- TRY IT
Lines before the one containing "return Ok(Key::Bytes(Uint8Array::new(buffer).to_vec()));" are left out; return that line and all lines after it, exactly, through the end of the records below.

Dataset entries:
○ ○ ○ ○ ○
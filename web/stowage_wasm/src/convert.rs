//! Conversions between records and JavaScript values.
//!
//! Records cross as plain objects. Integer keys travel as numbers and byte
//! keys as `Uint8Array`; IndexedDB hands binary keys back as `ArrayBuffer`.

use js_sys::{Array, ArrayBuffer, Uint8Array};
use serde::Serialize;
use serde_wasm_bindgen::Serializer;
use stowage_codec::{Key, Value};
use stowage_host::{HostError, HostResult};
use wasm_bindgen::{JsCast, JsValue};

/// Largest integer a JavaScript number holds exactly.
const MAX_SAFE_INTEGER: i64 = (1_i64 << 53) - 1;

pub(crate) fn value_to_js(value: &Value) -> HostResult<JsValue> {
    value
        .serialize(&Serializer::json_compatible())
        .map_err(|e| HostError::data(e.to_string()))
}

pub(crate) fn value_from_js(value: JsValue) -> HostResult<Value> {
    serde_wasm_bindgen::from_value(value).map_err(|e| HostError::data(e.to_string()))
}

pub(crate) fn values_from_js(value: JsValue) -> HostResult<Vec<Value>> {
    let array = value
        .dyn_into::<Array>()
        .map_err(|_| HostError::data("expected an array of records"))?;
    array.iter().map(value_from_js).collect()
}

#[allow(clippy::cast_precision_loss)]
pub(crate) fn key_to_js(key: &Key) -> HostResult<JsValue> {
    match key {
        Key::Integer(n) if n.unsigned_abs() <= MAX_SAFE_INTEGER.unsigned_abs() => {
            Ok(JsValue::from_f64(*n as f64))
        }
        Key::Integer(n) => Err(HostError::data(format!(
            "integer key {n} does not fit a JavaScript number"
        ))),
        Key::Text(s) => Ok(JsValue::from_str(s)),
        Key::Bytes(b) => Ok(Uint8Array::from(b.as_slice()).into()),
    }
}

#[allow(clippy::cast_possible_truncation)]
pub(crate) fn key_from_js(value: JsValue) -> HostResult<Key> {
    if let Some(n) = value.as_f64() {
        if n.fract() != 0.0 || n.abs() > MAX_SAFE_INTEGER as f64 {
            return Err(HostError::data(format!("key {n} is not an integer")));
        }
        return Ok(Key::Integer(n as i64));
    }
    if let Some(s) = value.as_string() {
        return Ok(Key::Text(s));
    }
    if let Some(buffer) = value.dyn_ref::<ArrayBuffer>() {
        return Ok(Key::Bytes(Uint8Array::new(buffer).to_vec()));
    }
    if let Some(bytes) = value.dyn_ref::<Uint8Array>() {
        return Ok(Key::Bytes(bytes.to_vec()));
    }
    Err(HostError::data("unsupported key type"))
}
○ ○ ○ ○ ○
- RESPONSE AREA
        return Ok(Key::Bytes(Uint8Array::new(buffer).to_vec()));
    }
    if let Some(bytes) = value.dyn_ref::<Uint8Array>() {
        return Ok(Key::Bytes(bytes.to_vec()));
    }
    Err(HostError::data("unsupported key type"))
}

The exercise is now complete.